At 11:34 AM, Blogger joyce said...

Ele não acha não. Ou já entendeu melhor. Já nos entendemos... ou não...

 
At 5:23 PM, Anonymous Renato said...

Joyce, sinceramente, não entendi ainda qual é o problema com Creative Commons.

Se bem entendo, quem licencia a obra é o autor. Então, quem quiser flexibilizar as regras, que faça. Quem não quiser, não faça.

Se você quer resgaurdar seus direitos, ok.
Niguém está forçando ninguém a obter uma licença flexível.

Como isso pode ameaçar o autor?

Mas para aqueles que querem abrir, o CC é uma ferramenta jurídica pronta e acessível.
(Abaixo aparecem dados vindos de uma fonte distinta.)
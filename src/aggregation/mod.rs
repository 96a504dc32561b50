//! Scripted metric aggregations.
//!
//! A scripted metric runs in four phases. On every shard the host calls
//! `init` once, `map` once per matching document and `combine` once after the
//! last document. The coordinating node then calls `reduce` once with the
//! summaries of every shard.
//!
//! ```text
//!   shard 0:  init -> map* -> combine --\
//!   shard 1:  init -> map* -> combine ---+--> reduce -> final result
//!   shard n:  init -> map* -> combine --/
//! ```
//!
//! Implementations describe the phases with the typed [`ScriptedMetric`]
//! trait. [`MetricAdapter`] turns any such implementation into a
//! [`MetricScript`], the object safe form stored in a registry, where shard
//! summaries travel as JSON values.

use crate::error::Result;
use crate::types::{DocLookup, ScriptParams};
use serde::de::DeserializeOwned;
use serde::Serialize;
use serde_json::Value;
use std::fmt;

pub mod category_stats;
pub mod profit;
pub mod stats;

pub use category_stats::{CategoryBuckets, CategoryStats, CategoryStatsConfig};
pub use profit::{Profit, ProfitConfig};
pub use stats::{BucketStats, RunningStats};

/// What a `map` call did with a document.
#[derive(Debug, Clone, Copy, PartialEq, Eq)]
pub enum MapOutcome {
  /// The document contributed to the accumulator.
  Folded,
  /// The document lacked a usable value and was ignored.
  Skipped,
}

/// The phases a scripted metric moves through.
///
/// A shard execution only ever moves forward: `Init -> Mapping -> Combined`.
/// `Reduced` is reached once, on the coordinating node.
#[derive(Debug, Clone, Copy, PartialEq, Eq, PartialOrd, Ord)]
pub enum AggregationPhase {
  Init,
  Mapping,
  Combined,
  Reduced,
}

impl fmt::Display for AggregationPhase {
  fn fmt(&self, f: &mut fmt::Formatter<'_>) -> fmt::Result {
    let name = match self {
      Self::Init => "init",
      Self::Mapping => "mapping",
      Self::Combined => "combined",
      Self::Reduced => "reduced",
    };
    f.write_str(name)
  }
}

/// The four phase contract of a scripted metric aggregation.
///
/// `map` and `combine` must be associative and commutative folds so that the
/// final result does not depend on document order or on how documents are
/// spread over shards.
///
/// # Examples
///
/// Counting documents:
///
/// ```rust
/// use searus_scripts::prelude::*;
///
/// struct DocCount;
///
/// impl ScriptedMetric for DocCount {
///   type Config = ();
///   type Accumulator = u64;
///   type Summary = u64;
///   type Final = u64;
///
///   fn name(&self) -> &str { "doc_count" }
///   fn config(&self, _params: Option<&ScriptParams>) -> Result<()> { Ok(()) }
///   fn init(&self, _config: &()) -> u64 { 0 }
///   fn map(&self, _config: &(), acc: &mut u64, _doc: &dyn DocLookup) -> MapOutcome {
///     *acc += 1;
///     MapOutcome::Folded
///   }
///   fn combine(&self, _config: &(), acc: &u64) -> u64 { *acc }
///   fn reduce(&self, summaries: Vec<u64>) -> u64 { summaries.into_iter().sum() }
/// }
/// ```
pub trait ScriptedMetric: Send + Sync {
  /// Validated parameters, built once per request.
  type Config: Send + Sync;
  /// Shard-local mutable state.
  type Accumulator;
  /// The transferable result of one shard.
  type Summary;
  /// The result returned to the caller.
  type Final;

  /// The name the aggregation is registered under.
  fn name(&self) -> &str;

  /// Converts the host's parameter map into a typed configuration.
  ///
  /// # Errors
  ///
  /// Fails when a required parameter is missing or invalid. The aggregation
  /// request is rejected before any shard starts.
  fn config(&self, params: Option<&ScriptParams>) -> Result<Self::Config>;

  /// Creates an empty accumulator for one shard.
  fn init(&self, config: &Self::Config) -> Self::Accumulator;

  /// Folds one document into the accumulator.
  ///
  /// Documents with missing or malformed fields are skipped, never rejected.
  fn map(
    &self,
    config: &Self::Config,
    acc: &mut Self::Accumulator,
    doc: &dyn DocLookup,
  ) -> MapOutcome;

  /// Summarises a finished accumulator.
  fn combine(&self, config: &Self::Config, acc: &Self::Accumulator) -> Self::Summary;

  /// Merges the summaries of every shard. Summary order is not significant.
  fn reduce(&self, summaries: Vec<Self::Summary>) -> Self::Final;
}

/// Per-shard document counters.
#[derive(Debug, Clone, Copy, Default, PartialEq, Eq, Serialize)]
pub struct ShardStats {
  /// Documents handed to `map`.
  pub documents: usize,
  /// Documents `map` ignored.
  pub skipped: usize,
}

/// One shard's pass through `init -> map* -> combine`.
///
/// The accumulator is owned by the execution and only reachable through
/// `&mut self`, so map calls are sequential by construction. `combine`
/// consumes the execution, which makes further map calls impossible.
pub struct ShardExecution<'a, M: ScriptedMetric> {
  metric: &'a M,
  config: &'a M::Config,
  accumulator: M::Accumulator,
  phase: AggregationPhase,
  stats: ShardStats,
}

impl<'a, M: ScriptedMetric> ShardExecution<'a, M> {
  /// Runs `init` and returns an execution ready to map documents.
  pub fn init(metric: &'a M, config: &'a M::Config) -> Self {
    Self {
      metric,
      config,
      accumulator: metric.init(config),
      phase: AggregationPhase::Init,
      stats: ShardStats::default(),
    }
  }

  /// Folds one document into the shard accumulator.
  pub fn map(&mut self, doc: &dyn DocLookup) -> MapOutcome {
    self.phase = AggregationPhase::Mapping;
    self.stats.documents += 1;
    let outcome = self.metric.map(self.config, &mut self.accumulator, doc);
    if outcome == MapOutcome::Skipped {
      self.stats.skipped += 1;
      tracing::trace!(
        metric = self.metric.name(),
        document = self.stats.documents,
        "skipped document without usable fields"
      );
    }
    outcome
  }

  /// The current phase, `Init` until the first document arrives.
  pub fn phase(&self) -> AggregationPhase {
    self.phase
  }

  pub fn accumulator(&self) -> &M::Accumulator {
    &self.accumulator
  }

  pub fn stats(&self) -> ShardStats {
    self.stats
  }

  /// Closes the shard and produces its summary.
  pub fn combine(self) -> M::Summary {
    tracing::debug!(
      metric = self.metric.name(),
      from = %self.phase,
      documents = self.stats.documents,
      skipped = self.stats.skipped,
      "combining shard"
    );
    self.metric.combine(self.config, &self.accumulator)
  }
}

/// Object safe shard execution, as driven through a registry.
pub trait ShardCollector {
  /// Folds one document into the shard accumulator.
  fn collect(&mut self, doc: &dyn DocLookup) -> MapOutcome;

  /// Counters for the documents seen so far.
  fn stats(&self) -> ShardStats;

  /// Closes the shard and serializes its summary.
  fn combine(self: Box<Self>) -> Result<Value>;
}

impl<M> ShardCollector for ShardExecution<'_, M>
where
  M: ScriptedMetric,
  M::Summary: Serialize,
{
  fn collect(&mut self, doc: &dyn DocLookup) -> MapOutcome {
    self.map(doc)
  }

  fn stats(&self) -> ShardStats {
    ShardExecution::stats(self)
  }

  fn combine(self: Box<Self>) -> Result<Value> {
    let summary = ShardExecution::combine(*self);
    Ok(serde_json::to_value(summary)?)
  }
}

/// A scripted metric whose parameters have been validated.
pub trait PreparedMetric: Send + Sync {
  /// Runs `init` for a new shard.
  fn start_shard(&self) -> Box<dyn ShardCollector + '_>;

  /// Merges serialized shard summaries into the serialized final result.
  ///
  /// # Errors
  ///
  /// Fails if a summary does not deserialize as this metric's summary type.
  fn reduce(&self, summaries: Vec<Value>) -> Result<Value>;
}

/// Object safe form of a scripted metric, keyed by name in a registry.
pub trait MetricScript: Send + Sync {
  /// The name the aggregation is registered under.
  fn name(&self) -> &str;

  /// Validates the parameters of one aggregation request.
  fn prepare(&self, params: Option<&ScriptParams>) -> Result<Box<dyn PreparedMetric + '_>>;
}

/// Wraps a [`ScriptedMetric`] so it can be stored as a [`MetricScript`].
pub struct MetricAdapter<M>(pub M);

struct Prepared<'a, M: ScriptedMetric> {
  metric: &'a M,
  config: M::Config,
}

impl<M> PreparedMetric for Prepared<'_, M>
where
  M: ScriptedMetric,
  M::Summary: Serialize + DeserializeOwned,
  M::Final: Serialize,
{
  fn start_shard(&self) -> Box<dyn ShardCollector + '_> {
    Box::new(ShardExecution::init(self.metric, &self.config))
  }

  fn reduce(&self, summaries: Vec<Value>) -> Result<Value> {
    let summaries = summaries
      .into_iter()
      .map(serde_json::from_value::<M::Summary>)
      .collect::<std::result::Result<Vec<_>, _>>()?;
    tracing::debug!(
      metric = self.metric.name(),
      shards = summaries.len(),
      phase = %AggregationPhase::Reduced,
      "reducing shard summaries"
    );
    Ok(serde_json::to_value(self.metric.reduce(summaries))?)
  }
}

impl<M> MetricScript for MetricAdapter<M>
where
  M: ScriptedMetric,
  M::Summary: Serialize + DeserializeOwned,
  M::Final: Serialize,
{
  fn name(&self) -> &str {
    self.0.name()
  }

  fn prepare(&self, params: Option<&ScriptParams>) -> Result<Box<dyn PreparedMetric + '_>> {
    let config = self.0.config(params)?;
    Ok(Box::new(Prepared {
      metric: &self.0,
      config,
    }))
  }
}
Devo ter perdido algum capítulo, porque realmente, não entendi.

 
At 8:58 PM, Blogger joyce said...

Renato, acho que você perdeu algum capítulo, sim. Há uma luta de anos das grandes corporações mundiais no sentido de não se pagar mais por conteúdo. Aqui no Brasil a coisa estava ficando semi-oficial - existia inclusive uma proposta do MinC (do governo passado), que quase aconteceu, no sentido de mexer na lei do direito autoral de forma muito séria. O que o CC tem a ver com isso, acho que está bem explicado nos 2 posts acima, principalmente (e melhor) no do Renato Pacca.

 
At 10:44 PM, Blogger Luiz Antonio said...

Tão antiamericano como cantar HAVANA-ME.